Members of the Armenian community in Canada are being urged to donate to La Tablée des Chefs project “Les Cuisines Solidaires” to mark the 105th anniversary of the Armenian Genocide. (Nicole Germain/Radio-Canada)

Canadian Armenians donate to food banks to mark anniversary of 1915 genocide

With millions of Canadians worried about putting food on the table due to the COVID-19 pandemic and restrictions on public gatherings, the country’s Armenian community has found a new way to mark the 105th anniversary of the Armenian Genocide this year.

Instead of the usual solemn gatherings and protest marches that mark the anniversary of the 1915 genocide in Ottoman Turkey every Apr. 24, the Armenian National Committee of Canada (ANCC) is urging community members to donate to a program designed to feed vulnerable Canadians in Quebec, Ontario and British Columbia.

La Tablée des Chefs project “Les Cuisines Solidaires” is raising money to provide 1.6 million meals to food banks across Canada with the help of different partners.

Jean-François Archambault, managing director and founder of La Tablée des Chefs, said he was proud to collaborate with the Armenian community across Canada.

“Seeing the serious impacts of the crisis in our communities, we looked for a way to help people and imagine a great engagement of leaders and actors of the agrifood sector,” Archambault said.

The response was immediate, he added.

“In less than a week, we mobilized generous public and private partners, received confirmations from chefs across the province and the support of many stakeholders in the agrifood industry!” Archambault said.

Donations to the initiative have also poured from the Armenian community.

“We are proud of our partnership with this great organization and we strongly believe that as the Armenian-Canadian community is preparing to mark the 105th anniversary of the Armenian Genocide under the current difficult circumstances, it is our duty to help our fellow Canadians who are most in need, in honour of our 1.5 million victims,” ANCC co-presidents Hrag Tarakdjian and Shahen Mirakian said in a statement.

‘Hatred and violence must never again be met with indifference’

An Armenian woman kneeling beside a dead child in field near Aleppo, 1915.

Historians estimate that nearly 1.5 million Armenians were slaughtered or died during death marches into the Syrian desert organized by the government of Young Turks as they sought to find a “final solution” to Turkey’s “Armenian Question” during WWI.

Within a short span Turkey’s millennia-old Armenian community was essentially wiped out from its historic homeland with survivors scattered around Diaspora communities in the Middle East, Europe, North and South America.

To this day the government of Turkey has refused to acknowledge the genocide, saying the number of victims has been inflated and that Turks as well as Armenians and other Christian minorities were killed during inter-communal strife.

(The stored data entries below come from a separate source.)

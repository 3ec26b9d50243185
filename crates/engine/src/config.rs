//! Engine configuration.

use anyhow::{Context, Result};
use serde::{Deserialize, Serialize};
use std::fs;
use std::path::{Path, PathBuf};
use wordforge_predictor::PredictorShape;

#[derive(Debug, Clone, PartialEq, Serialize, Deserialize)]
#[serde(rename_all = "camelCase", default)]
pub struct EngineConfig {
    /// Directory holding the predictor artifact and the vocabulary descriptor.
    pub model_dir: PathBuf,
    pub max_sequence_length: usize,
    pub embedding_dim: usize,
    pub vocab_capacity: usize,
    pub learning_rate: f32,
    /// Seeds predictor initialisation and sampling; entropy when `None`.
    pub seed: Option<u64>,
}

impl Default for EngineConfig {
    fn default() -> Self {
        let shape = PredictorShape::standard();
        Self {
            model_dir: PathBuf::from("saved_model"),
            max_sequence_length: shape.max_sequence_length,
            embedding_dim: shape.embedding_dim,
            vocab_capacity: shape.vocab_capacity,
            learning_rate: 0.05,
            seed: None,
        }
    }
}

impl EngineConfig {
    pub fn shape(&self) -> PredictorShape {
        PredictorShape::new(
            self.vocab_capacity,
            self.max_sequence_length,
            self.embedding_dim,
        )
    }

    pub fn predictor_path(&self) -> PathBuf {
        self.model_dir.join("predictor.safetensors")
    }

    pub fn vocabulary_path(&self) -> PathBuf {
        self.model_dir.join("vocabulary.json")
    }

    /// Read a JSON config; a missing file yields the defaults.
    pub fn load_from_file(path: &Path) -> Result<Self> {
        if !path.exists() {
            return Ok(Self::default());
        }
        let data = fs::read(path)
            .with_context(|| format!("failed to read config {}", path.display()))?;
        let config = serde_json::from_slice(&data)
            .with_context(|| format!("invalid config {}", path.display()))?;
        Ok(config)
    }
}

Apr. 24 marks the symbolic beginning of the genocide when 234 of prominent Armenian intellectuals, politicians and community leaders were rounded up by Turkish police in Istanbul and sent to camps in the interior of the country where most were executed.

The Canadian government recognized the events of 1915 as genocide in 2006, under then Prime Minister Stephen Harper. In addition, the Senate and the House of Commons of Canada have also adopted resolutions recognizing the events of 1915 as genocide.

In 2015, the House of Commons unanimously passed a motion declaring Apr. 24th as Armenian Genocide Memorial Day.

Prime Minister Justin Trudeau takes part in a wreath laying ceremony at the Tsitsernakaberd Genocide Memorial Complex in Yerevan, Armenia on Saturday, Oct. 13, 2018. (Sean Kilpatrick/THE CANADIAN PRESS)

In a statement released on Friday, Prime Minister Justin Trudeau said this dark period of history should never be forgotten.

“As we recognize the strength and spirit of the Armenian people, we also look forward with hope to a future of peace and mutual respect,” Trudeau said in a statement.

“Hatred and violence must never again be met with indifference. Today, we reaffirm our commitment to building a world where everyone can feel safe from discrimination and persecution, no matter who they are, where they are from, or what they believe.”